The most frustrating thing about debates like this is that the solution is dead simple. Privacy while using the toilet is desirable, and sometimes we may need to change clothes or deal with other personal issues in public. So we need individual spaces. Having this while accommodating intersex and other trans individuals only requires a bit of elbow grease. First, slap up some thin walls around toilets. Nothing fancy, but get rid of those shitty metal “stalls” with glory holes drilled in them, and a foot of open space underneath. Replace them with walls or dividers that stretch from floor to ceiling. Privacy problem solved: you can take your dump in peace, and more importantly no one has to see that you’re playing Candy Crush while you’re doing it.
Opponents bring up safety as an issue, even though statistics show that actually most violence in restrooms is against transgender people, the very people who would benefit from reconfiguration. But let’s address the fake safety issue anyway: once you have created a truly private space around each toilet, you can now remove the door to the bathroom completely. This means that the entryway to the bathroom can be largely visible to the rest of the establishment, meaning if anyone gets cornered, they can call for help and others in the vicinity can see inside, and easily come to their aid. Also, noting as I have in the past that half of millenials don’t see gender as a binary concept, these problems will lessen with time.
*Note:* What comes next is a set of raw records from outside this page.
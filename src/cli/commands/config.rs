use crate::cli::parser::Commands;
use crate::config::Config;
use crate::errors::AppResult;
use crate::ui::messages::info;
use crate::utils::formatting::bold;
use std::path::Path;

/// Handle the `config` subcommand
pub fn handle(cmd: &Commands, cfg: &Config, path: &Path) -> AppResult<()> {
    if let Commands::Config { print_config, init } = cmd {
        // ---- INIT CONFIG ----
        if *init {
            Config::init(path)?;
        }

        // ---- PRINT CONFIG ----
        if *print_config {
            println!("{}  {}\n", bold("Current configuration:"), path.display());
            print!("{}", serde_yaml::to_string(cfg)?);
        }

        if !*init && !*print_config {
            info("Nothing to do: use --print or --init");
        }
    }
    Ok(())
}
//! Column visibility filtering.
//!
//! A render call never mutates the table: the filter produces a [`TableView`]
//! holding its own copy of the visible headers, widths, alignment and rows.

use super::align::Alignment;
use crate::errors::{AppError, AppResult};
use crate::ui::messages::warning;

/// Columns to include in (`show`) or drop from (`hide`) a render call.
///
/// A non-empty `show` list wins: `hide` is then ignored.
#[derive(Debug, Clone, Default, PartialEq, Eq)]
pub struct ColumnFilter {
    pub show: Vec<usize>,
    pub hide: Vec<usize>,
}

impl ColumnFilter {
    pub fn show(columns: impl IntoIterator<Item = usize>) -> Self {
        Self {
            show: columns.into_iter().collect(),
            hide: Vec::new(),
        }
    }

    pub fn hide(columns: impl IntoIterator<Item = usize>) -> Self {
        Self {
            show: Vec::new(),
            hide: columns.into_iter().collect(),
        }
    }

    /// One entry per column, `true` when the column is rendered.
    /// Out-of-range indices are ignored.
    pub fn mask(&self, columns: usize) -> Vec<bool> {
        if !self.show.is_empty() {
            let mut mask = vec![false; columns];
            for &i in &self.show {
                if let Some(slot) = mask.get_mut(i) {
                    *slot = true;
                }
            }
            mask
        } else {
            let mut mask = vec![true; columns];
            for &i in &self.hide {
                if let Some(slot) = mask.get_mut(i) {
                    *slot = false;
                }
            }
            mask
        }
    }
}

/// Keep the entries of `items` whose mask slot is `true`.
pub fn apply_mask<T: Clone>(items: &[T], mask: &[bool]) -> AppResult<Vec<T>> {
    if items.len() != mask.len() {
        return Err(AppError::MaskMismatch {
            expected: mask.len(),
            found: items.len(),
        });
    }

    Ok(items
        .iter()
        .zip(mask)
        .filter(|(_, visible)| **visible)
        .map(|(item, _)| item.clone())
        .collect())
}

/// [`apply_mask`], falling back to the unfiltered list on a length mismatch.
pub(crate) fn apply_mask_or_keep<T: Clone>(items: &[T], mask: &[bool]) -> Vec<T> {
    apply_mask(items, mask).unwrap_or_else(|e| {
        warning(format!("{e}; rendering the list unfiltered"));
        items.to_vec()
    })
}

/// Filtered, render-ready copy of a table's layout and complete rows.
#[derive(Debug, Clone, PartialEq, Eq)]
pub struct TableView {
    pub headers: Vec<String>,
    pub widths: Vec<usize>,
    pub alignment: Vec<Alignment>,
    rows: Vec<Vec<String>>,
}

impl TableView {
    pub(crate) fn build(
        headers: &[String],
        widths: &[usize],
        alignment: &[Alignment],
        data: &[String],
        filter: &ColumnFilter,
    ) -> Self {
        let columns = headers.len();
        let mask = filter.mask(columns);

        let rows = if columns == 0 {
            Vec::new()
        } else {
            data.chunks_exact(columns)
                .map(|row| apply_mask_or_keep(row, &mask))
                .collect()
        };

        Self {
            headers: apply_mask_or_keep(headers, &mask),
            widths: apply_mask_or_keep(widths, &mask),
            alignment: apply_mask_or_keep(alignment, &mask),
            rows,
        }
    }

    pub fn num_columns(&self) -> usize {
        self.headers.len()
    }

    pub fn num_rows(&self) -> usize {
        self.rows.len()
    }

    pub fn rows(&self) -> &[Vec<String>] {
        &self.rows
    }

    pub fn row(&self, index: usize) -> Option<&[String]> {
        self.rows.get(index).map(Vec::as_slice)
    }

    pub fn cell(&self, row: usize, col: usize) -> Option<&str> {
        self.row(row)?.get(col).map(String::as_str)
    }
}
pub mod formatting;

pub use formatting::display_width;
With private toilets, we can now put the sinks in a common area. It doesn’t even need to be in a “room” to begin with; it can be out there in the open (there is no need for privacy when you’re washing your hands). I’ve been to plenty of bars and restaurants in my lifetime with this setup, and have not once seen a problem. In practical terms, in most places these changes would mean knocking down a wall, creating a common area between the two former rooms, et voilà! Problem solved. In cases where they already have more than one separated, single person bathroom, all they would have to do is change signs. There is no reason for single person bathrooms to be gendered in the first place. (I wonder why already private bathrooms need to be gendered…maybe this was simply an invention of lazy women who got tired of the toilet seat being up?)
Businesses and other organizations may complain that these reconfigurations would cost money, or more basically, that it’s a pain in the ass. I do not disagree with either of those complaints. But you know what? My answer to that is: oh well. Progress costs money and effort sometimes. Society has made these requests before, for example when installing wheelchair ramps, or retrofitting sidewalks and buses to be wheelchair accessible. Do you think that cost some money and effort? Of course it did, but the end result is that some people who previously couldn’t get from point A to point B now can, and that seems worthwhile.
So instead of looking at this as extra work to create something new, consider the history of how gendered bathrooms came to be in the first place, and look at it instead as correcting an error we collectively made 150 years ago that didn’t need to be made in the first place.